The FDA removed the hold on human embryonic stem cell therapy for use in Stargardt’s macular dystrophy.
This will be the first-ever U.S. clinical trial in eye care to use human embryonic stem cells.
It is a prospective, open-label study that is designed to determine the safety and tolerability of retinal cells that are derived from human embryonic stem cells following transplantation in patients with advanced SMD. A total of 12 patients will be enrolled in the study at several research sites, including the Jules Stein Eye Institute at UCLA and the Casey Eye Institute in Portland, Ore.
“There is currently no treatment for Stargardt’s disease,” says Robert Lanza, M.D., ACT’s chief scientific officer. “Using stem cells, we can generate a virtually unlimited supply of healthy retinal pigment epithelium cells, which are the first cells to die off in SMD and other forms of macular degeneration.”
“In rats, we’ve seen 100% improvement in visual performance over untreated animals without any adverse effects. Our studies showed that the cells were capable of extensive rescue of photoreceptors in animals that otherwise would have gone blind,” Dr. Lanza says.

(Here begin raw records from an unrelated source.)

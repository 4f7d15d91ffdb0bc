//! Core types shared across the Parley workspace.
//!
//! - `config`: TOML configuration and environment credentials.
//! - `error`: the workspace error enum and `Result` alias.
//! - `types`: conversation turns, article records, knowledge chunks.

pub mod config;
pub mod error;
pub mod types;

pub use config::{
    Credentials, GeneralConfig, HistoryUnit, KnowledgeConfig, ParleyConfig, ProvidersConfig,
    RetrievalConfig, SessionConfig,
};
pub use error::{ParleyError, Result};
pub use types::*;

The FDA’s decision will fundamentally change how the medical community manages and treats such degenerative diseases, says William M. Caldwell IV, ACT’s chairman and chief executive officer. “With the initiation of this clinical trial, the field of regenerative medicine is poised to take embryonic stem cell therapies from the realm of nebulous potential to that of tangible and real treatments that will make a significant difference in the lives of millions of people worldwide,” he says.